---------- Supplied data

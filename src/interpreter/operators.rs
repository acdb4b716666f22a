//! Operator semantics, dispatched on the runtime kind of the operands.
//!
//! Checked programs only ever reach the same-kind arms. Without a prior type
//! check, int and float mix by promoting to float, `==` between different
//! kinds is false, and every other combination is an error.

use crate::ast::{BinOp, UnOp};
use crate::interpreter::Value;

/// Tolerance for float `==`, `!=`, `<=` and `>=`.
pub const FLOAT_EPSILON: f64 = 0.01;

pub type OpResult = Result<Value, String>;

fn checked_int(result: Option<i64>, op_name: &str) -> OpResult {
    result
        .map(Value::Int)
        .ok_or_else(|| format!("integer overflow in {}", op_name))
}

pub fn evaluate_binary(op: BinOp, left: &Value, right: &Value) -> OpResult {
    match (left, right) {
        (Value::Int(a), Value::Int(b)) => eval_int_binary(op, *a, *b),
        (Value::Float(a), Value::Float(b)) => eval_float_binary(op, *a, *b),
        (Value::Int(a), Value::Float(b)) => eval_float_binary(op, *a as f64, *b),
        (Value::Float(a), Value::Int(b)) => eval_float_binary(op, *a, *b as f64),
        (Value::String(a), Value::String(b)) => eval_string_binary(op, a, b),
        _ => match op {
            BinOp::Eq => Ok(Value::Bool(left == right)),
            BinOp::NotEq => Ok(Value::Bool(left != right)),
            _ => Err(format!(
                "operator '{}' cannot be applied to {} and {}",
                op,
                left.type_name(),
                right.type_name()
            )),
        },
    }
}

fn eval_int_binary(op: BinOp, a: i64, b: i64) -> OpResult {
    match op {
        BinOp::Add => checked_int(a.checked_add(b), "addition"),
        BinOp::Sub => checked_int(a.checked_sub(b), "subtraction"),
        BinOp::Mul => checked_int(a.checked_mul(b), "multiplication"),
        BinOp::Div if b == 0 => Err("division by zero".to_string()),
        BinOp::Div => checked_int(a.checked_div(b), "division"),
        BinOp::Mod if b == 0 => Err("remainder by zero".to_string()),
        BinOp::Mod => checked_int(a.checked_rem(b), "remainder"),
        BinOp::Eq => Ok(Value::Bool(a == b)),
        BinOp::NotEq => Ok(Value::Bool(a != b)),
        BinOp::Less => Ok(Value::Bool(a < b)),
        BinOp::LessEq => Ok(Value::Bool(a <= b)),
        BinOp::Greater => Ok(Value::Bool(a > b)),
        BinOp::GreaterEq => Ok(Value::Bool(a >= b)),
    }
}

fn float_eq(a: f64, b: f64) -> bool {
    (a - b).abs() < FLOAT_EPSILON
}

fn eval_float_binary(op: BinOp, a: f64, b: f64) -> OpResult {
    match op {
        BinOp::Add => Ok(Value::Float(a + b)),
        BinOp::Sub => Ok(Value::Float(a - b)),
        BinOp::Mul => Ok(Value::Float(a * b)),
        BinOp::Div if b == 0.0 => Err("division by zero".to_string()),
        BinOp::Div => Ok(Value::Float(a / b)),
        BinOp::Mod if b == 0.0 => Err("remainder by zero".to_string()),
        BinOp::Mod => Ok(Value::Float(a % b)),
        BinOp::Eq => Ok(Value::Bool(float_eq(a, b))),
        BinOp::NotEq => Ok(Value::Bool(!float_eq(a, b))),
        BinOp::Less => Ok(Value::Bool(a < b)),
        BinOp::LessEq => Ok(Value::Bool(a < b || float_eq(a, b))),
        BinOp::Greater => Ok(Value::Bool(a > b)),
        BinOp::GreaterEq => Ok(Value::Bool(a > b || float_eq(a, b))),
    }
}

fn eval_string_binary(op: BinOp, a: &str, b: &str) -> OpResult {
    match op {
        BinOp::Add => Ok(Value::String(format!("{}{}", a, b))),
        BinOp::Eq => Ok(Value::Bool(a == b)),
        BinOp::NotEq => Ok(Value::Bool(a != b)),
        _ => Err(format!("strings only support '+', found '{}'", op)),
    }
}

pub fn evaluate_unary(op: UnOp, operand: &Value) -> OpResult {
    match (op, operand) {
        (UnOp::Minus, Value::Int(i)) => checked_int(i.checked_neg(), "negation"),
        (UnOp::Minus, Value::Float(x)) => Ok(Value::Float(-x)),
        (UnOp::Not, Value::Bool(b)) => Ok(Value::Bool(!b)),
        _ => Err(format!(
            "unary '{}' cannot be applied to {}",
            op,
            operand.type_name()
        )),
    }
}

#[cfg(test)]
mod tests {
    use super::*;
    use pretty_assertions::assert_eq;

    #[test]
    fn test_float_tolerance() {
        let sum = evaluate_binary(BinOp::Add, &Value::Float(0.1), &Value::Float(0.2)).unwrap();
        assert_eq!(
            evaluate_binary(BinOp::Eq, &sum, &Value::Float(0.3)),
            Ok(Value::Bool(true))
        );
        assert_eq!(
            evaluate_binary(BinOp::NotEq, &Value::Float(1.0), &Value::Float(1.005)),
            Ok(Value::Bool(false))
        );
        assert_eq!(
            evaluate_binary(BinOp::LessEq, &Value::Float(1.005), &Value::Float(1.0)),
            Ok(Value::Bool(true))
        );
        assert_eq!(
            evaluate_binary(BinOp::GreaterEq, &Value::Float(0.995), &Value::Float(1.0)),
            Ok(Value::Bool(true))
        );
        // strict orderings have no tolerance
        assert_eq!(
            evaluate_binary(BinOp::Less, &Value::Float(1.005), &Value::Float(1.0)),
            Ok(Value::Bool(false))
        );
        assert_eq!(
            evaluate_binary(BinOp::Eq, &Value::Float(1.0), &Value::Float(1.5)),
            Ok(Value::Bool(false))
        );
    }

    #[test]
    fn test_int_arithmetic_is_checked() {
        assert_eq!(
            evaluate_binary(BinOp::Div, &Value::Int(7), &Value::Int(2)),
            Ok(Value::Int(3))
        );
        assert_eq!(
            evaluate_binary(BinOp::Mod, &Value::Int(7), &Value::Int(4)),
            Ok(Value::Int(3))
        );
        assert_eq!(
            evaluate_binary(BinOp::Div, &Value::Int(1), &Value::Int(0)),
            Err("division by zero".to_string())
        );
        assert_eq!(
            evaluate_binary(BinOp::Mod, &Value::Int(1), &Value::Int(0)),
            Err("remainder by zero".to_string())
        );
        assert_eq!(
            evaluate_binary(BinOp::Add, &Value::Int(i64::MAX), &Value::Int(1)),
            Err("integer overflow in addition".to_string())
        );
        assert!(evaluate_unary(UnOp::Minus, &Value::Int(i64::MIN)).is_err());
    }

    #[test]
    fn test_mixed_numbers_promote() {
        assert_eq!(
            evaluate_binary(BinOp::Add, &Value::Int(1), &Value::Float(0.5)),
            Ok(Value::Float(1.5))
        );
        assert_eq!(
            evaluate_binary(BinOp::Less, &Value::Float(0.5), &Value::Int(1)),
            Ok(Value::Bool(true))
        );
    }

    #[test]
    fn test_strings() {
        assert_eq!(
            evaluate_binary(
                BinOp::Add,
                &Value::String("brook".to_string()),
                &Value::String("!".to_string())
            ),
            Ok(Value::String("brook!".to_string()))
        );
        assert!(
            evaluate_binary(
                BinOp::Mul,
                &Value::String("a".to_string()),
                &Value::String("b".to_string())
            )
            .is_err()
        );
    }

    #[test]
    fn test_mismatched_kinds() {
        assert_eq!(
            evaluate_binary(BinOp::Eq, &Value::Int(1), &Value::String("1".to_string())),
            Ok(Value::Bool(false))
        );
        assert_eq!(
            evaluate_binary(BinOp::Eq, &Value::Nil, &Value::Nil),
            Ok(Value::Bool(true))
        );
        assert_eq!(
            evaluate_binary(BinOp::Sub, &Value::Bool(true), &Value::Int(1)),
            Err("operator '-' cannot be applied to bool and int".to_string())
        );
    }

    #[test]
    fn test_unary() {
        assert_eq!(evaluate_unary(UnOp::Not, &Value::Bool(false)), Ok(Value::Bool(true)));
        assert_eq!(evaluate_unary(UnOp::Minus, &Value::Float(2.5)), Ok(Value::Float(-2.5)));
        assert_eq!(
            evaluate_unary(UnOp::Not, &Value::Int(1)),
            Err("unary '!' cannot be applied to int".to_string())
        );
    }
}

--------------------

Collect, from the material above, every line containing the word "GreaterEq".

Written solution:
        BinOp::GreaterEq => Ok(Value::Bool(a >= b)),
        BinOp::GreaterEq => Ok(Value::Bool(a > b || float_eq(a, b))),
            evaluate_binary(BinOp::GreaterEq, &Value::Float(0.995), &Value::Float(1.0)),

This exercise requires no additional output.